The CMMC framework was developed by the OUSD(A&S). This methodology is an accreditation process meant to ensure that DIB vendors can secure sensitive data such as CUI and FCI for the Department of Defense.
Here are something you should know about DFARS vs CMMC.
1. CMMC compliance is mandatory for all DoD vendors.
All DoD vendors must get a certification from the CMMC before bidding on a federal project, according to CMMC standards. According to the Department of Defense, contractors’ certification levels are determined by the type of CUI they handle. In June 2020, the Department of Defense will begin adopting minimum certification criteria in requests for information (RFIs) and select proposals (RFPs).
2. Self-assessment is mandatory.
When seeking and organizing a CMMC government contracting evaluation, contractors must work with an autonomous and certified third-party accreditation organization. It is not permitted to self-certify. Vendors determine the certification level they want depending on their company needs. Those who demonstrate the required administrative maturity and capability maturity will be certified at the necessary CMMC stages.
3. To deal with CUI, you’ll require level three certification.
Contractors must have at minimum a level-three accreditation to administer or create CUI. Contractors that get level-three accreditation under the CMMC model are recognized to have implemented the entire NIST SP 800-171 security criteria and have strong cyber security hygiene to tackle cyber threats and can maintain CUI safe. Sophisticated persistent attacks may pose a concern to vendors with level three accreditation (APTs).
4. DFARS is not terminated by CMMC.
There was significant uncertainty when the Department of Defense (DoD) introduced the Defense Federal Acquisition Regulation Supplement (DFARS) for contractors, which contributed to its sluggish implementation. As a result, the Department of Defense developed the CMMC model to assist vendors in developing efficient and robust cybersecurity requirements.

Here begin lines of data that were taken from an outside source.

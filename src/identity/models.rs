//! Identity provider data models.

use chrono::{DateTime, Utc};
use serde::{Deserialize, Serialize};

#[derive(Debug, Clone, Copy, PartialEq, Eq, Serialize, Deserialize)]
#[serde(rename_all = "lowercase")]
pub enum UserRole {
    User,
    Admin,
    Moderator,
}

impl UserRole {
    pub fn as_str(self) -> &'static str {
        match self {
            UserRole::User => "user",
            UserRole::Admin => "admin",
            UserRole::Moderator => "moderator",
        }
    }

    #[allow(clippy::should_implement_trait)]
    pub fn from_str(s: &str) -> Option<Self> {
        match s.to_lowercase().as_str() {
            "user" => Some(UserRole::User),
            "admin" => Some(UserRole::Admin),
            "moderator" => Some(UserRole::Moderator),
            _ => None,
        }
    }

    pub fn is_admin(self) -> bool {
        matches!(self, UserRole::Admin)
    }
}

/// Opaque token returned by the provider on successful sign-in or sign-up.
#[derive(Debug, Clone, PartialEq, Eq, Serialize, Deserialize)]
pub struct AuthToken(pub String);

/// Credential handed back by the identity provider.
///
/// `verified` is false while the provider still expects email
/// verification; that is a valid non-terminal state, not an error.
#[derive(Debug, Clone, Serialize, Deserialize)]
pub struct Credential {
    pub identity_id: String,
    pub token: AuthToken,
    pub verified: bool,
}

/// Full profile record as stored by the identity provider.
#[derive(Debug, Clone, PartialEq, Serialize, Deserialize)]
pub struct Profile {
    pub id: String,
    pub email: String,
    pub name: String,
    pub username: String,
    pub avatar_url: Option<String>,
    pub bio: Option<String>,
    pub location: Option<String>,
    pub website: Option<String>,
    pub verified: bool,
    pub role: UserRole,
    pub created_at: DateTime<Utc>,
    pub updated_at: DateTime<Utc>,
}

/// Payload for creating the profile record right after sign-up.
#[derive(Debug, Clone, Serialize, Deserialize)]
pub struct NewProfile {
    pub id: String,
    pub email: String,
    pub name: String,
    pub username: String,
}

/// Partial profile update; `None` fields are left untouched.
#[derive(Debug, Clone, Default, Serialize, Deserialize)]
pub struct ProfileUpdate {
    pub name: Option<String>,
    pub avatar_url: Option<String>,
    pub bio: Option<String>,
    pub location: Option<String>,
    pub website: Option<String>,
}

impl ProfileUpdate {
    pub fn is_empty(&self) -> bool {
        self.name.is_none()
            && self.avatar_url.is_none()
            && self.bio.is_none()
            && self.location.is_none()
            && self.website.is_none()
    }
}

/// Extra fields attached to a sign-up call.
#[derive(Debug, Clone, Serialize, Deserialize)]
pub struct SignUpMetadata {
    pub name: String,
    pub username: String,
}

#[cfg(test)]
mod tests {
    use super::*;

    fn test_profile() -> Profile {
        Profile {
            id: "id-1".to_string(),
            email: "ayse@example.com".to_string(),
            name: "Ayşe K.".to_string(),
            username: "ayse".to_string(),
            avatar_url: None,
            bio: None,
            location: None,
            website: None,
            verified: true,
            role: UserRole::User,
            created_at: Utc::now(),
            updated_at: Utc::now(),
        }
    }

    #[test]
    fn role_as_str() {
        assert_eq!(UserRole::User.as_str(), "user");
        assert_eq!(UserRole::Admin.as_str(), "admin");
        assert_eq!(UserRole::Moderator.as_str(), "moderator");
    }

    #[test]
    fn role_from_str_valid() {
        assert_eq!(UserRole::from_str("user"), Some(UserRole::User));
        assert_eq!(UserRole::from_str("admin"), Some(UserRole::Admin));
        assert_eq!(UserRole::from_str("moderator"), Some(UserRole::Moderator));
    }

    #[test]
    fn role_from_str_case_insensitive() {
        assert_eq!(UserRole::from_str("Admin"), Some(UserRole::Admin));
        assert_eq!(UserRole::from_str("MODERATOR"), Some(UserRole::Moderator));
    }

    #[test]
    fn role_from_str_invalid() {
        assert_eq!(UserRole::from_str(""), None);
        assert_eq!(UserRole::from_str("superadmin"), None);
        assert_eq!(UserRole::from_str("guest"), None);
    }

    #[test]
    fn role_serializes_lowercase() {
        assert_eq!(serde_json::to_string(&UserRole::Admin).unwrap(), "\"admin\"");
        let role: UserRole = serde_json::from_str("\"moderator\"").unwrap();
        assert_eq!(role, UserRole::Moderator);
    }

    #[test]
    fn only_admin_is_admin() {
        assert!(UserRole::Admin.is_admin());
        assert!(!UserRole::User.is_admin());
        assert!(!UserRole::Moderator.is_admin());
    }

    #[test]
    fn profile_snapshot_roundtrip() {
        let profile = test_profile();
        let serialized = serde_json::to_string(&profile).unwrap();
        let deserialized: Profile = serde_json::from_str(&serialized).unwrap();
        assert_eq!(deserialized, profile);
    }

    #[test]
    fn profile_update_is_empty() {
        assert!(ProfileUpdate::default().is_empty());
        let update = ProfileUpdate {
            bio: Some("bio".to_string()),
            ..Default::default()
        };
        assert!(!update.is_empty());
    }
}
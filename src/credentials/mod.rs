mod sqlite_store;
mod store;

pub use sqlite_store::SqliteCredentialStore;
pub use store::{CredentialStore, AUTH_TOKEN_KEY, PROFILE_SNAPSHOT_KEY};
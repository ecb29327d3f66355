mod models;
mod toaster;

pub use models::{Toast, ToastKind};
pub use toaster::{Toaster, DEFAULT_TOAST_DURATION_SECS};
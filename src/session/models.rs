//! Session data models.

use serde::{Deserialize, Serialize};

use crate::identity::{Profile, UserRole};

/// The in-memory record of the currently authenticated user.
#[derive(Debug, Clone, PartialEq, Serialize, Deserialize)]
pub struct Session {
    pub identity_id: String,
    pub email: String,
    pub display_name: String,
    pub username: String,
    pub role: UserRole,
    pub verified: bool,
    /// Cached profile snapshot as last seen from the provider.
    pub profile: Profile,
}

impl Session {
    pub fn from_profile(profile: Profile) -> Self {
        Self {
            identity_id: profile.id.clone(),
            email: profile.email.clone(),
            display_name: profile.name.clone(),
            username: profile.username.clone(),
            role: profile.role,
            verified: profile.verified,
            profile,
        }
    }

    pub fn is_admin(&self) -> bool {
        self.role.is_admin()
    }
}

/// Authentication state of the running client.
///
/// Transitions: `Initializing` resolves once into `Unauthenticated` or
/// `Authenticated`; `login`/`register` move `Unauthenticated` to
/// `Authenticated`; `logout` moves back. No other transitions exist.
#[derive(Debug, Clone, Default, PartialEq)]
pub enum SessionState {
    #[default]
    Initializing,
    Unauthenticated,
    Authenticated(Session),
}

impl SessionState {
    pub fn is_initializing(&self) -> bool {
        matches!(self, SessionState::Initializing)
    }

    pub fn is_authenticated(&self) -> bool {
        matches!(self, SessionState::Authenticated(_))
    }

    pub fn session(&self) -> Option<&Session> {
        match self {
            SessionState::Authenticated(session) => Some(session),
            _ => None,
        }
    }
}
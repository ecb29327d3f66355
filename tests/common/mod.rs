//! Common test infrastructure
//!
//! Fake identity provider, seeded identities and service builders used
//! by the integration tests. Tests should only import from this module,
//! not from internal submodules.

mod constants;
mod fixtures;
mod provider;

// Public API - this is what tests import
pub use constants::*;
pub use fixtures::{seeded_service, service_with_store};
pub use provider::FakeIdentityProvider;
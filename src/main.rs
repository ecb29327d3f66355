use anyhow::{Context, Result};
use chrono::Utc;
use clap::{Parser, Subcommand};
use std::path::PathBuf;
use std::sync::Arc;
use tracing::{info, level_filters::LevelFilter, warn};
use tracing_subscriber::{layer::SubscriberExt, util::SubscriberInitExt, EnvFilter};

use ummah_client::config::{
    AppConfig, CliConfig, FileConfig, DEFAULT_PROVIDER_URL, DEFAULT_REQUEST_TIMEOUT_SEC,
};
use ummah_client::identity::ProfileUpdate;
use ummah_client::notifications::DEFAULT_TOAST_DURATION_SECS;
use ummah_client::session::AuthError;
use ummah_client::{
    HttpIdentityProvider, Session, SessionService, SessionState, SqliteCredentialStore, Toaster,
};

fn parse_path(s: &str) -> Result<PathBuf> {
    let path_buf = PathBuf::from(s);
    let original_path = match path_buf.canonicalize() {
        Ok(path) => path,
        Err(msg) => {
            if msg.kind() == std::io::ErrorKind::NotFound {
                path_buf
            } else {
                return Err(msg).with_context(|| format!("Error resolving path: {}", s));
            }
        }
    };
    if original_path.is_absolute() {
        return Ok(original_path);
    }
    let cwd = std::env::current_dir()?;
    Ok(cwd.join(original_path))
}

#[derive(Parser, Debug)]
struct CliArgs {
    /// Directory where local state (credential database) lives.
    #[clap(long, value_parser = parse_path)]
    pub state_dir: Option<PathBuf>,

    /// Base URL of the identity provider.
    #[clap(long)]
    pub provider_url: Option<String>,

    /// Timeout in seconds for identity provider requests.
    #[clap(long, default_value_t = DEFAULT_REQUEST_TIMEOUT_SEC)]
    pub request_timeout_sec: u64,

    /// How long a notification stays visible, in seconds.
    #[clap(long, default_value_t = DEFAULT_TOAST_DURATION_SECS)]
    pub toast_duration_sec: i64,

    /// Path to an optional TOML config file. TOML values override CLI.
    #[clap(long, value_parser = parse_path)]
    pub config: Option<PathBuf>,

    #[clap(subcommand)]
    pub command: Command,
}

#[derive(Subcommand, Debug)]
enum Command {
    /// Sign in with email and password.
    Login {
        email: String,
        password: String,
    },
    /// Create an account and sign in.
    Register {
        email: String,
        password: String,
        name: String,
        username: String,
    },
    /// End the current session.
    Logout,
    /// Show the current session state.
    Status,
    /// Update fields of the signed-in profile.
    UpdateProfile {
        #[clap(long)]
        name: Option<String>,
        #[clap(long)]
        bio: Option<String>,
        #[clap(long)]
        location: Option<String>,
        #[clap(long)]
        website: Option<String>,
        #[clap(long)]
        avatar_url: Option<String>,
    },
}

#[tokio::main]
async fn main() -> Result<()> {
    let cli_args = CliArgs::parse();

    tracing_subscriber::registry()
        .with(tracing_subscriber::fmt::layer())
        .with(
            EnvFilter::builder()
                .with_default_directive(LevelFilter::INFO.into())
                .with_env_var("LOG_LEVEL")
                .from_env_lossy(),
        )
        .try_init()
        .unwrap();

    let file_config = match &cli_args.config {
        Some(path) => Some(FileConfig::load(path)?),
        None => None,
    };
    let cli_config = CliConfig {
        state_dir: cli_args.state_dir.clone(),
        provider_url: cli_args.provider_url.clone(),
        request_timeout_sec: cli_args.request_timeout_sec,
        toast_duration_sec: cli_args.toast_duration_sec,
    };
    let config = AppConfig::resolve(&cli_config, file_config)?;

    info!(
        "Opening credential database at {:?}...",
        config.credential_db_path()
    );
    let credentials = Arc::new(SqliteCredentialStore::new(&config.credential_db_path())?);

    if config.provider_url == DEFAULT_PROVIDER_URL {
        warn!("Using default provider URL {}", DEFAULT_PROVIDER_URL);
    }
    let provider = Arc::new(HttpIdentityProvider::new(
        config.provider_url.clone(),
        config.request_timeout_sec,
    )?);

    let service = SessionService::new(provider, credentials);
    service.initialize().await;

    let mut toaster = Toaster::with_duration_secs(config.toast_duration_sec);

    let succeeded = match cli_args.command {
        Command::Login { email, password } => report_session(
            service.login(&email, &password).await,
            &mut toaster,
            |session| format!("Signed in as {}", session.display_name),
        )
        .is_some(),
        Command::Register {
            email,
            password,
            name,
            username,
        } => {
            let session = report_session(
                service.register(&email, &password, &name, &username).await,
                &mut toaster,
                |session| format!("Welcome, {}", session.display_name),
            );
            match session {
                Some(session) => {
                    if !session.verified {
                        toaster.success("Check your inbox to verify your email");
                    }
                    true
                }
                None => false,
            }
        }
        Command::Logout => {
            service.logout().await;
            toaster.success("Signed out");
            true
        }
        Command::Status => {
            match service.state() {
                SessionState::Authenticated(session) => {
                    println!(
                        "Signed in as {} (@{}) role={} verified={}",
                        session.display_name,
                        session.username,
                        session.role.as_str(),
                        session.verified
                    );
                }
                SessionState::Unauthenticated => println!("Not signed in"),
                SessionState::Initializing => println!("Session state unknown"),
            }
            true
        }
        Command::UpdateProfile {
            name,
            bio,
            location,
            website,
            avatar_url,
        } => {
            let update = ProfileUpdate {
                name,
                avatar_url,
                bio,
                location,
                website,
            };
            report_session(service.update_profile(update).await, &mut toaster, |session| {
                format!("Profile updated for {}", session.display_name)
            })
            .is_some()
        }
    };

    for toast in toaster.active(Utc::now()) {
        println!("[{:?}] {}", toast.kind, toast.message);
    }

    // scripts rely on the exit code reflecting the outcome
    if !succeeded {
        std::process::exit(1);
    }
    Ok(())
}

/// Turns an auth call outcome into exactly one toast; returns the
/// session on success so callers can follow up on it.
fn report_session(
    result: Result<Session, AuthError>,
    toaster: &mut Toaster,
    success_message: impl FnOnce(&Session) -> String,
) -> Option<Session> {
    match result {
        Ok(session) => {
            let message = success_message(&session);
            toaster.success(message);
            Some(session)
        }
        Err(err) => {
            toaster.notify_auth_error(&err);
            None
        }
    }
}
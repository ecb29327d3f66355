//! SQLite-backed credential storage.

use anyhow::{bail, Result};
use rusqlite::{params, Connection, OptionalExtension};
use std::path::Path;
use std::sync::Mutex;

use super::store::CredentialStore;

const SCHEMA_VERSION: i64 = 1;

const CREATE_KV_TABLE: &str = "CREATE TABLE kv (
    key TEXT PRIMARY KEY,
    value TEXT NOT NULL,
    updated_at INTEGER NOT NULL DEFAULT (cast(strftime('%s','now') as int))
);";

/// Durable key-value store backed by a single SQLite file.
pub struct SqliteCredentialStore {
    connection: Mutex<Connection>,
}

impl SqliteCredentialStore {
    /// Opens (or creates) the store at the given path.
    /// Fails if the file exists with an unexpected schema version.
    pub fn new(path: &Path) -> Result<Self> {
        let connection = Connection::open(path)?;
        Self::init_schema(&connection)?;
        Ok(Self {
            connection: Mutex::new(connection),
        })
    }

    /// Opens an in-memory store, useful for tests and ephemeral sessions.
    pub fn in_memory() -> Result<Self> {
        let connection = Connection::open_in_memory()?;
        Self::init_schema(&connection)?;
        Ok(Self {
            connection: Mutex::new(connection),
        })
    }

    fn init_schema(connection: &Connection) -> Result<()> {
        let version: i64 =
            connection.query_row("PRAGMA user_version", [], |row| row.get(0))?;
        match version {
            0 => {
                connection.execute(CREATE_KV_TABLE, params![])?;
                connection.execute(&format!("PRAGMA user_version = {}", SCHEMA_VERSION), [])?;
                Ok(())
            }
            SCHEMA_VERSION => Ok(()),
            other => bail!(
                "Credential store has schema version {}, expected {}",
                other,
                SCHEMA_VERSION
            ),
        }
    }
}

impl CredentialStore for SqliteCredentialStore {
    fn get(&self, key: &str) -> Result<Option<String>> {
        let connection = self.connection.lock().unwrap();
        let value = connection
            .query_row(
                "SELECT value FROM kv WHERE key = ?1",
                params![key],
                |row| row.get::<_, String>(0),
            )
            .optional()?;
        Ok(value)
    }

    fn set(&self, key: &str, value: &str) -> Result<()> {
        let connection = self.connection.lock().unwrap();
        connection.execute(
            "INSERT INTO kv (key, value) VALUES (?1, ?2)
             ON CONFLICT(key) DO UPDATE SET
                 value = excluded.value,
                 updated_at = cast(strftime('%s','now') as int)",
            params![key, value],
        )?;
        Ok(())
    }

    fn remove(&self, key: &str) -> Result<()> {
        let connection = self.connection.lock().unwrap();
        connection.execute("DELETE FROM kv WHERE key = ?1", params![key])?;
        Ok(())
    }
}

CMMC’s announcement does not imply that DFARS would be phased out. In fact, every DoD contractor who maintains, analyzes, or distributes CUI stands to lose their agreements if they do not meet the DFARS minimal security criteria. A vendor must meet the standards of NIST SP 800-171, which includes 110 controls, to be declared DFARS-compliant. At the pinnacle of the current DFARS standards, the CMMC stage three accreditation only demands 20 new controls. As a result, contractors who comply with the DFARS are around 85 percent qualified for CMMC level three certification.
The CMMC model, in conjunction with NIST 800-171, incorporate cybersecurity standard practices from NIST SP, ISO, AIA NAS, and other sources to build an efficient protection standard. There are now 17 categories in the CMMC framework.